Daily Average Movement (2-week): 100 pips. Keep this in mind if setting daily targets. Volatility has been escalating in 2012 confirming the transition from a low volatility range to a trend.
The chart below shows daily volatility by day of the week (5 week average).
This means that over 24 hours the pair, on average, moves that many pips. When short-term trading, this number is very relevant. For more on how to use correlations and volatility see the articles listed at the top of the Daily Forex Stats page.
Noteworthy Correlations to Other Pairs: EURJPY has a +97.4 correlation on a daily basis, and +95.9 on hourly basis. No significant correlations on a weekly basis.
Keep these correlations in mind to avoid overexposure to underexposure. Correlated pairs also have potential hedging capabilities.
USDJPY – Trading Strategy at this Time
There is a current long trade on from prior analyses, and also the buy signal given in the March 29 bulletin:
Add anywhere between 82 and 81.30 if a move back lower occurs. This opportunity may or may not present itself again.
Assuming we break above 83.40 then use 80.50 as a stop. Using 81 is likely also OK, but given that we could move slightly higher and then correct back lower I prefer just to keep it at 80.50 or 79.90. Once the pair gets up into the 84 area then the stop can be moved up.

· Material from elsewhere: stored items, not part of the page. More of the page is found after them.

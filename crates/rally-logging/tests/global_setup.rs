//! ---
//! rally_section: "01-logging"
//! rally_subsection: "integration-tests"
//! rally_type: "source"
//! rally_scope: "code"
//! rally_description: "Process-wide logger installation and reconfiguration."
//! rally_version: "v0.1.0"
//! rally_owner: "tbd"
//! ---
//! The global subscriber is process state, so the whole lifecycle runs in a
//! single test.
use std::fs;
use std::path::Path;

use rally_logging::{
    get_logger, is_configured, setup_logging_with, LogFormat, LogLevel, LogTarget,
    LoggingSettings,
};

fn read_lines(path: &Path) -> Vec<String> {
    fs::read_to_string(path)
        .unwrap_or_default()
        .lines()
        .map(str::to_owned)
        .collect()
}

#[test]
fn setup_installs_once_and_reconfigures_in_place() {
    let dir = tempfile::tempdir().unwrap();
    let pretty_path = dir.path().join("pretty.log");
    let json_path = dir.path().join("json").join("records.log");

    assert!(!is_configured());
    setup_logging_with(
        &LoggingSettings::new(LogLevel::Info, LogFormat::Pretty)
            .with_target(LogTarget::File(pretty_path.clone())),
    )
    .unwrap();
    assert!(is_configured());

    let logger = get_logger("x");
    logger.info("hello");
    logger.debug("below threshold");

    let pretty = read_lines(&pretty_path);
    assert_eq!(pretty.len(), 1);
    assert!(pretty[0].contains("hello"));

    // Reconfigure twice; records must not be duplicated by stacked layers.
    let json_settings = LoggingSettings::new(LogLevel::Debug, LogFormat::StructuredJson)
        .with_target(LogTarget::File(json_path.clone()));
    setup_logging_with(&json_settings).unwrap();
    setup_logging_with(&json_settings).unwrap();

    get_logger("x").info("hello");

    let records = read_lines(&json_path);
    let messages: Vec<serde_json::Value> = records
        .iter()
        .map(|line| serde_json::from_str(line).unwrap())
        .filter(|record: &serde_json::Value| record["logger"] == "x")
        .collect();
    assert_eq!(messages.len(), 1);
    assert_eq!(messages[0]["message"], "hello");
    assert_eq!(messages[0]["level"], "INFO");

    // The previous target no longer receives anything.
    assert_eq!(read_lines(&pretty_path).len(), 1);

    // Raising the threshold applies to loggers handed out earlier.
    setup_logging_with(
        &LoggingSettings::new(LogLevel::Error, LogFormat::StructuredJson)
            .with_target(LogTarget::File(json_path.clone())),
    )
    .unwrap();
    let before = read_lines(&json_path).len();
    logger.warn("suppressed");
    logger.error("kept");
    let after = read_lines(&json_path);
    assert_eq!(after.len(), before + 1);
    assert!(after.last().unwrap().contains("kept"));
}
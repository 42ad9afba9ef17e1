//! ---
//! rally_section: "03-timing"
//! rally_subsection: "module"
//! rally_type: "source"
//! rally_scope: "code"
//! rally_description: "Scoped timer with an optional log line on scope exit."
//! rally_version: "v0.1.0"
//! rally_owner: "tbd"
//! ---
use std::time::Duration;

use parking_lot::Mutex;
use tracing::{debug, error, info, trace, warn, Level};

use crate::record::RecordOnDrop;

/// Measures how long a scope takes.
///
/// [`enter`](Timer::enter) starts a scope; dropping the returned
/// [`TimerScope`] stores the elapsed time on the timer. The value survives the
/// scope and stays unchanged until another scope closes.
///
/// ```
/// use rally_time::Timer;
///
/// let timer = Timer::new();
/// {
///     let _scope = timer.enter();
///     std::thread::sleep(std::time::Duration::from_millis(5));
/// }
/// assert!(timer.elapsed_ms() >= 5.0);
/// ```
#[derive(Debug)]
pub struct Timer {
    name: Option<String>,
    level: Level,
    elapsed: Mutex<Duration>,
}

impl Timer {
    /// Silent timer.
    pub fn new() -> Self {
        Self {
            name: None,
            level: Level::INFO,
            elapsed: Mutex::new(Duration::ZERO),
        }
    }

    /// Timer that logs `[Timer] <name> completed in <ms>ms` when a scope closes.
    pub fn named(name: impl Into<String>) -> Self {
        Self {
            name: Some(name.into()),
            ..Self::new()
        }
    }

    /// Level of the completion log line, `INFO` by default.
    pub fn with_level(mut self, level: Level) -> Self {
        self.level = level;
        self
    }

    /// Start a scope.
    pub fn enter(&self) -> TimerScope<'_> {
        TimerScope {
            timer: self,
            record: Some(RecordOnDrop::start(&self.elapsed)),
        }
    }

    /// Run `body` inside a scope and return its result.
    pub fn time<R>(&self, body: impl FnOnce() -> R) -> R {
        let _scope = self.enter();
        body()
    }

    /// Duration of the last closed scope, zero before any.
    pub fn elapsed(&self) -> Duration {
        *self.elapsed.lock()
    }

    /// [`elapsed`](Self::elapsed) in seconds.
    pub fn elapsed_secs(&self) -> f64 {
        self.elapsed().as_secs_f64()
    }

    /// [`elapsed`](Self::elapsed) in milliseconds.
    pub fn elapsed_ms(&self) -> f64 {
        self.elapsed_secs() * 1000.0
    }

    /// Name given to [`Timer::named`].
    pub fn name(&self) -> Option<&str> {
        self.name.as_deref()
    }

    fn report(&self, name: &str) {
        let elapsed = self.elapsed_ms();
        match self.level {
            Level::TRACE => trace!("[Timer] {} completed in {:.2}ms", name, elapsed),
            Level::DEBUG => debug!("[Timer] {} completed in {:.2}ms", name, elapsed),
            Level::INFO => info!("[Timer] {} completed in {:.2}ms", name, elapsed),
            Level::WARN => warn!("[Timer] {} completed in {:.2}ms", name, elapsed),
            _ => error!("[Timer] {} completed in {:.2}ms", name, elapsed),
        }
    }
}

impl Default for Timer {
    fn default() -> Self {
        Self::new()
    }
}

/// Open timing scope; closing it (by drop) finalises the owning [`Timer`].
#[must_use = "the scope closes as soon as the guard is dropped"]
pub struct TimerScope<'a> {
    timer: &'a Timer,
    record: Option<RecordOnDrop<'a>>,
}

impl TimerScope<'_> {
    /// Time spent in this scope so far.
    pub fn elapsed(&self) -> Duration {
        self.record
            .as_ref()
            .map(|record| record.started_at().elapsed())
            .unwrap_or_default()
    }
}

impl Drop for TimerScope<'_> {
    fn drop(&mut self) {
        // Store the duration before reporting it.
        drop(self.record.take());
        if let Some(name) = self.timer.name() {
            self.timer.report(name);
        }
    }
}
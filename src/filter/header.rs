use std::fmt;

use http::HeaderName;

use super::{Filter, FilterOptions};
use crate::envelope::Envelope;
use crate::error::{Error, Result};

type HeaderValidator = Box<dyn Fn(Option<&str>) -> bool + Send + Sync>;

/// Validates one header with an arbitrary predicate.
///
/// The predicate receives the header value, or `None` when the header is
/// absent, and returns `true` if it is acceptable.
///
/// # Example
///
/// ```
/// use request_defence::{FilterOptions, InvalidHeaderFilter};
///
/// let filter = InvalidHeaderFilter::new(
///     "Accept-Language",
///     |value| value.map_or(true, |value| value.len() < 64),
///     FilterOptions::new(),
/// )
/// .unwrap();
///
/// assert_eq!(filter.header(), "Accept-Language");
/// ```
pub struct InvalidHeaderFilter {
    header: String,
    validator: HeaderValidator,
    options: FilterOptions,
}

impl InvalidHeaderFilter {
    /// Creates a filter validating `header` with `validator`.
    ///
    /// # Errors
    ///
    /// Returns [`Error::InvalidOption`] if `header` is not a valid header
    /// name.
    pub fn new<F>(header: &str, validator: F, options: FilterOptions) -> Result<Self>
    where
        F: Fn(Option<&str>) -> bool + Send + Sync + 'static,
    {
        if HeaderName::from_bytes(header.as_bytes()).is_err() {
            return Err(Error::invalid_option(
                "header",
                header,
                "a valid header name",
            ));
        }

        Ok(Self::from_parts(header, validator, options))
    }

    pub(crate) fn from_parts<F>(header: &str, validator: F, options: FilterOptions) -> Self
    where
        F: Fn(Option<&str>) -> bool + Send + Sync + 'static,
    {
        Self {
            header: header.to_string(),
            validator: Box::new(validator),
            options,
        }
    }

    /// Returns the name of the validated header, as given.
    pub fn header(&self) -> &str {
        &self.header
    }

    /// Returns the options.
    pub fn options(&self) -> &FilterOptions {
        &self.options
    }
}

impl fmt::Debug for InvalidHeaderFilter {
    fn fmt(&self, f: &mut fmt::Formatter<'_>) -> fmt::Result {
        f.debug_struct("InvalidHeaderFilter")
            .field("header", &self.header)
            .field("options", &self.options)
            .finish_non_exhaustive()
    }
}

impl Filter for InvalidHeaderFilter {
    fn evaluate(&self, envelope: &Envelope) -> bool {
        let value = envelope.request().header(&self.header);

        if (self.validator)(value.as_deref()) {
            return false;
        }

        let message = format!(
            "The value of header `{}`, `{}`, is invalid",
            self.header,
            value.as_deref().unwrap_or_default()
        );
        envelope.add_log_entry(self.options.log_level(), &message);
        true
    }

    fn name(&self) -> &str {
        "invalid_header"
    }
}

#[cfg(test)]
mod tests {
    use super::*;
    use crate::logger::MemoryLogger;
    use crate::request::Request;
    use std::sync::atomic::{AtomicUsize, Ordering};
    use std::sync::Arc;

    fn evaluate(filter: &InvalidHeaderFilter, request: Request) -> (bool, Vec<String>) {
        let logger = Arc::new(MemoryLogger::new());
        let envelope = Envelope::new(request, logger.clone());
        (filter.evaluate(&envelope), logger.messages())
    }

    fn has_letter(value: Option<&str>) -> bool {
        value.map_or(false, |value| value.chars().any(|c| c.is_ascii_alphabetic()))
    }

    #[test]
    fn valid_header_is_clean() {
        let filter = InvalidHeaderFilter::new("User-Agent", has_letter, FilterOptions::new()).unwrap();
        let request = Request::get("/").header("User-Agent", "Mozilla/5.0").build().unwrap();

        assert_eq!(evaluate(&filter, request), (false, vec![]));
    }

    #[test]
    fn invalid_header_is_reported_with_its_value() {
        let filter = InvalidHeaderFilter::new("User-Agent", has_letter, FilterOptions::new()).unwrap();
        let request = Request::get("/").header("user-agent", "123").build().unwrap();

        assert_eq!(
            evaluate(&filter, request),
            (
                true,
                vec!["The value of header `User-Agent`, `123`, is invalid".to_string()]
            )
        );
    }

    #[test]
    fn absent_header_reaches_the_predicate_as_none() {
        let seen_none = Arc::new(AtomicUsize::new(0));
        let counter = Arc::clone(&seen_none);
        let filter = InvalidHeaderFilter::new(
            "X-Api-Key",
            move |value| {
                if value.is_none() {
                    counter.fetch_add(1, Ordering::SeqCst);
                }
                value.is_some()
            },
            FilterOptions::new(),
        )
        .unwrap();

        let (suspicious, messages) = evaluate(&filter, Request::get("/").build().unwrap());

        assert!(suspicious);
        assert_eq!(messages, vec!["The value of header `X-Api-Key`, ``, is invalid"]);
        assert_eq!(seen_none.load(Ordering::SeqCst), 1);
    }

    #[test]
    fn rejects_invalid_header_names() {
        let err = InvalidHeaderFilter::new("Bad Header", |_| true, FilterOptions::new()).unwrap_err();
        assert_eq!(err.option(), Some("header"));
    }
}
use once_cell::sync::Lazy;
use regex::Regex;

use super::selector::{select_by, validate_names};
use super::{ascii_regex, log_parameter_finding, Filter, FilterOptions};
use crate::envelope::Envelope;
use crate::error::Result;

static NUMERIC_ID: Lazy<Regex> = Lazy::new(|| ascii_regex(r"^\d+$"));
static ISO_8601_DATE: Lazy<Regex> = Lazy::new(|| ascii_regex(r"^\d{4}-\d{2}-\d{2}$"));
static MACHINE_DATE: Lazy<Regex> = Lazy::new(|| ascii_regex(r"^[\d\-]+$"));

/// A fixed value shape checked by [`InvalidParameterShapeFilter`].
#[derive(Debug, Clone, Copy, PartialEq, Eq, Hash)]
pub enum ParameterShape {
    /// Digits only, e.g. a database ID
    NumericId,
    /// `YYYY-MM-DD`; the shape only, not a calendar check
    Iso8601Date,
    /// Digits and dashes
    MachineDate,
}

impl ParameterShape {
    /// Returns the regex a non-blank value must match.
    pub fn regex(self) -> &'static Regex {
        match self {
            ParameterShape::NumericId => &NUMERIC_ID,
            ParameterShape::Iso8601Date => &ISO_8601_DATE,
            ParameterShape::MachineDate => &MACHINE_DATE,
        }
    }
}

/// Checks named parameters against a fixed [`ParameterShape`].
///
/// Blank values are decided by the blank policy before the regex is
/// consulted: they pass when blanks are allowed (the default) and fail when
/// they are not.
#[derive(Debug, Clone)]
pub struct InvalidParameterShapeFilter {
    shape: ParameterShape,
    names: Vec<String>,
    allow_blank: bool,
    options: FilterOptions,
}

impl InvalidParameterShapeFilter {
    /// Creates a filter checking the named parameters against `shape`.
    ///
    /// # Errors
    ///
    /// Returns [`Error::InvalidSelector`](crate::Error::InvalidSelector) if
    /// `names` is empty or contains a blank name.
    pub fn new<I, S>(shape: ParameterShape, names: I) -> Result<Self>
    where
        I: IntoIterator<Item = S>,
        S: Into<String>,
    {
        Ok(Self {
            shape,
            names: validate_names(names)?,
            allow_blank: true,
            options: FilterOptions::default(),
        })
    }

    /// Checks that the named parameters are numeric IDs.
    pub fn numeric_id<I, S>(names: I) -> Result<Self>
    where
        I: IntoIterator<Item = S>,
        S: Into<String>,
    {
        Self::new(ParameterShape::NumericId, names)
    }

    /// Checks that the named parameters are ISO 8601 dates.
    pub fn iso8601_date<I, S>(names: I) -> Result<Self>
    where
        I: IntoIterator<Item = S>,
        S: Into<String>,
    {
        Self::new(ParameterShape::Iso8601Date, names)
    }

    /// Checks that the named parameters are machine dates.
    pub fn machine_date<I, S>(names: I) -> Result<Self>
    where
        I: IntoIterator<Item = S>,
        S: Into<String>,
    {
        Self::new(ParameterShape::MachineDate, names)
    }

    /// Sets whether an empty value is acceptable.
    pub fn with_allow_blank(mut self, allow_blank: bool) -> Self {
        self.allow_blank = allow_blank;
        self
    }

    /// Sets the filter options.
    pub fn with_options(mut self, options: FilterOptions) -> Self {
        self.options = options;
        self
    }

    /// Returns the shape values must have.
    pub fn shape(&self) -> ParameterShape {
        self.shape
    }

    /// Returns the names of the checked parameters.
    pub fn parameter_names(&self) -> &[String] {
        &self.names
    }

    /// Returns `true` if empty values are acceptable.
    pub fn allow_blank(&self) -> bool {
        self.allow_blank
    }

    /// Returns the options.
    pub fn options(&self) -> &FilterOptions {
        &self.options
    }

    fn is_valid(&self, value: &str) -> bool {
        if value.is_empty() {
            return self.allow_blank;
        }
        self.shape.regex().is_match(value)
    }
}

impl Filter for InvalidParameterShapeFilter {
    fn evaluate(&self, envelope: &Envelope) -> bool {
        let names = self.names.as_slice();
        let selected = select_by(envelope.request(), move |name| {
            names.iter().any(|checked| checked == name)
        });

        for parameter in selected {
            if parameter.value.values().any(|value| !self.is_valid(value)) {
                let message = format!(
                    "The value of `{}` does not match the regex `{}`.",
                    parameter.qualified_name(),
                    self.shape.regex().as_str()
                );
                log_parameter_finding(envelope, self.options.log_level(), &message, &parameter);
                return true;
            }
        }

        false
    }

    fn name(&self) -> &str {
        match self.shape {
            ParameterShape::NumericId => "invalid_numeric_id_parameter",
            ParameterShape::Iso8601Date => "invalid_iso8601_date_parameter",
            ParameterShape::MachineDate => "invalid_machine_date_parameter",
        }
    }
}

Target remains 84.85. There is also another target, which should be in the 85.30 to 85.50 area, this target and potential others will indicated at a later date if the price moves towards recent highs.
Additional Notes: no
Cory Mitchell, CMT
This is not a recommendation to buy or sell. Trading forex involves substantial risk of loss. This should not be considered investment advice. Please see our Legal Disclaimer page to be aware of your risks.